Quando gli Scienziati Parlano di Tutto: I Limiti dell’Autorità

In Italia, esiste un curioso paradosso legato alla divulgazione scientifica. Il gruppo ROARS (Return on Academic Research and School), composto da scienziati e accademici, da anni critica l’approccio “top-down” della scienza nella comunicazione con il pubblico. Secondo loro, presentare la scienza come una verità assoluta, indiscutibile e definitiva non aiuta a diffonderla, anzi: allontana le persone, generando diffidenza e sospetti.

Dovremmo quindi cercare un approccio più inclusivo e dialogante? Parrebbe di sì. Il problema, però, è che gli stessi scienziati che denunciano la scienza imposta dall’alto non esitano a imporsi dall’alto quando gli fa comodo—anche su argomenti di cui non sanno nulla.

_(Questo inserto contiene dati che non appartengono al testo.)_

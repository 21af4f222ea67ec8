mod cli;

use std::fmt;
use std::sync::Arc;
use std::time::Duration;

use clap::Parser;
use color_eyre::eyre::{Result, bail};
use parking_lot::Mutex;
use tracing_subscriber::EnvFilter;

use cli::{CheckArgs, Cli, Command, ReplayArgs};
use tfsettle::{
    CheckerConfig, CheckerRegistry, RetryFailure, RetryPolicy, SchemaDocument, StateSnapshot,
    with_retries,
};

#[tokio::main]
async fn main() -> Result<()> {
    color_eyre::install()?;

    tracing_subscriber::fmt()
        .with_env_filter(EnvFilter::from_default_env())
        .with_writer(std::io::stderr)
        .init();

    let cli = Cli::parse();
    let config = CheckerConfig {
        consistency_checks: cli.consistency_checks,
        ..CheckerConfig::default()
    };

    let outcome = match cli.command {
        Command::Check(args) => check(&config, args)?,
        Command::Replay(args) => replay(&config, args).await?,
    };

    println!("{}", outcome);
    if !outcome.is_settled() {
        std::process::exit(1);
    }

    Ok(())
}

#[derive(Debug, Clone, PartialEq, Eq)]
enum Outcome {
    Consistent,
    Settled { attempts: usize },
    Mismatch(String),
    Unsettled { attempts: u32, mismatch: String },
}

impl Outcome {
    fn is_settled(&self) -> bool {
        matches!(self, Outcome::Consistent | Outcome::Settled { .. })
    }
}

impl fmt::Display for Outcome {
    fn fmt(&self, f: &mut fmt::Formatter<'_>) -> fmt::Result {
        match self {
            Outcome::Consistent => write!(f, "consistent"),
            Outcome::Settled { attempts } => write!(f, "settled after {} attempt(s)", attempts),
            Outcome::Mismatch(mismatch) => write!(f, "{}", mismatch),
            Outcome::Unsettled { attempts, mismatch } => {
                write!(f, "not settled after {} attempts:\n{}", attempts, mismatch)
            }
        }
    }
}

fn check(config: &CheckerConfig, args: CheckArgs) -> Result<Outcome> {
    let schema = SchemaDocument::load(&args.schema)?;
    let expected = StateSnapshot::load(&args.expected)?;
    let actual = StateSnapshot::load(&args.actual)?;

    if actual.id != expected.id {
        tracing::warn!(expected = %expected.id, actual = %actual.id, "snapshot IDs differ");
    }

    let registry = CheckerRegistry::with_config(config);
    let data = Arc::new(Mutex::new(expected.into_resource_data(&schema)));
    let checker = registry.track(Arc::clone(&data), &schema);

    data.lock().replace_attributes(actual.typed_attributes(&schema));

    Ok(match checker.check_state() {
        Ok(()) => Outcome::Consistent,
        Err(err) => Outcome::Mismatch(err.to_string()),
    })
}

async fn replay(config: &CheckerConfig, args: ReplayArgs) -> Result<Outcome> {
    let schema = SchemaDocument::load(&args.schema)?;
    let expected = StateSnapshot::load(&args.expected)?;
    let reads = args
        .actual
        .iter()
        .map(|path| StateSnapshot::load(path).map(|s| s.typed_attributes(&schema)))
        .collect::<Result<Vec<_>, _>>()?;

    let Some(last_read) = reads.len().checked_sub(1) else {
        bail!("replay needs at least one re-read snapshot");
    };

    let registry = CheckerRegistry::with_config(config);
    let data = Arc::new(Mutex::new(expected.into_resource_data(&schema)));
    registry.track(Arc::clone(&data), &schema);

    let policy = RetryPolicy {
        timeout: Duration::from_secs(args.timeout_secs),
        min_delay: Duration::from_millis(args.min_delay_ms),
        ..config.retry
    };

    let mut attempt = 0usize;
    let result = with_retries(&policy, || {
        data.lock()
            .replace_attributes(reads[attempt.min(last_read)].clone());
        attempt += 1;

        let checker = registry.track(Arc::clone(&data), &schema);
        std::future::ready(checker.check_state())
    })
    .await;

    match result {
        Ok(()) => Ok(Outcome::Settled { attempts: attempt }),
        Err(RetryFailure::Timeout { attempts, last }) => Ok(Outcome::Unsettled {
            attempts,
            mismatch: last.to_string(),
        }),
        Err(err) => Err(err.into()),
    }
}
use std::collections::BTreeMap;
use std::fmt::Write as _;

use crate::value::Value;

/// Live, mutable view of one resource instance, as a provider's read function
/// sees it.
///
/// Implementations need not be thread-safe; the checker serializes access
/// behind a lock.
pub trait ResourceData: Send {
    fn id(&self) -> String;
    fn set_id(&mut self, id: &str);
    fn get(&self, key: &str) -> Value;
    /// The value, if set and not zero.
    fn get_ok(&self, key: &str) -> Option<Value>;
    /// Human-readable instance-state dump, one `key = value` per line.
    fn state_string(&self) -> String;
}

/// In-memory resource data.
#[derive(Debug, Clone, Default, PartialEq)]
pub struct MemoryResourceData {
    id: String,
    tainted: bool,
    attributes: BTreeMap<String, Value>,
}

impl MemoryResourceData {
    pub fn new(id: impl Into<String>) -> Self {
        Self {
            id: id.into(),
            ..Self::default()
        }
    }

    pub fn with_attribute(mut self, key: impl Into<String>, value: impl Into<Value>) -> Self {
        self.set(key, value);
        self
    }

    pub fn set(&mut self, key: impl Into<String>, value: impl Into<Value>) {
        self.attributes.insert(key.into(), value.into());
    }

    pub fn set_tainted(&mut self, tainted: bool) {
        self.tainted = tainted;
    }

    pub fn tainted(&self) -> bool {
        self.tainted
    }

    pub fn attributes(&self) -> &BTreeMap<String, Value> {
        &self.attributes
    }

    /// Replaces every attribute with `attributes`, keeping the ID.
    pub fn replace_attributes(&mut self, attributes: BTreeMap<String, Value>) {
        self.attributes = attributes;
    }
}

impl ResourceData for MemoryResourceData {
    fn id(&self) -> String {
        self.id.clone()
    }

    fn set_id(&mut self, id: &str) {
        self.id = id.to_string();
    }

    fn get(&self, key: &str) -> Value {
        self.attributes.get(key).cloned().unwrap_or_default()
    }

    fn get_ok(&self, key: &str) -> Option<Value> {
        self.attributes.get(key).filter(|v| !v.is_zero()).cloned()
    }

    fn state_string(&self) -> String {
        let mut out = String::new();
        let _ = writeln!(out, "ID = {}", self.id);
        for (key, value) in &self.attributes {
            flatten(&mut out, key, value);
        }
        let _ = writeln!(out, "Tainted = {}", self.tainted);
        out
    }
}

fn flatten(out: &mut String, key: &str, value: &Value) {
    match value {
        Value::List(items) | Value::Set(items) => {
            let _ = writeln!(out, "{}.# = {}", key, items.len());
            for (i, item) in items.iter().enumerate() {
                flatten(out, &format!("{}.{}", key, i), item);
            }
        }
        Value::Map(entries) => {
            let _ = writeln!(out, "{}.% = {}", key, entries.len());
            for (k, v) in entries {
                flatten(out, &format!("{}.{}", key, k), v);
            }
        }
        scalar if scalar.is_zero() => {}
        scalar => {
            let _ = writeln!(out, "{} = {}", key, scalar);
        }
    }
}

Quando la scienza diventa arroganza

L’idea che la scienza non debba essere presentata come una religione rivelata è condivisibile. Nessuno ama sentirsi trattato da stupido. Quando la verità viene servita con arroganza, la tentazione di ribellarsi è forte, soprattutto se si sospetta che dietro vi siano interessi economici o conflitti di interesse.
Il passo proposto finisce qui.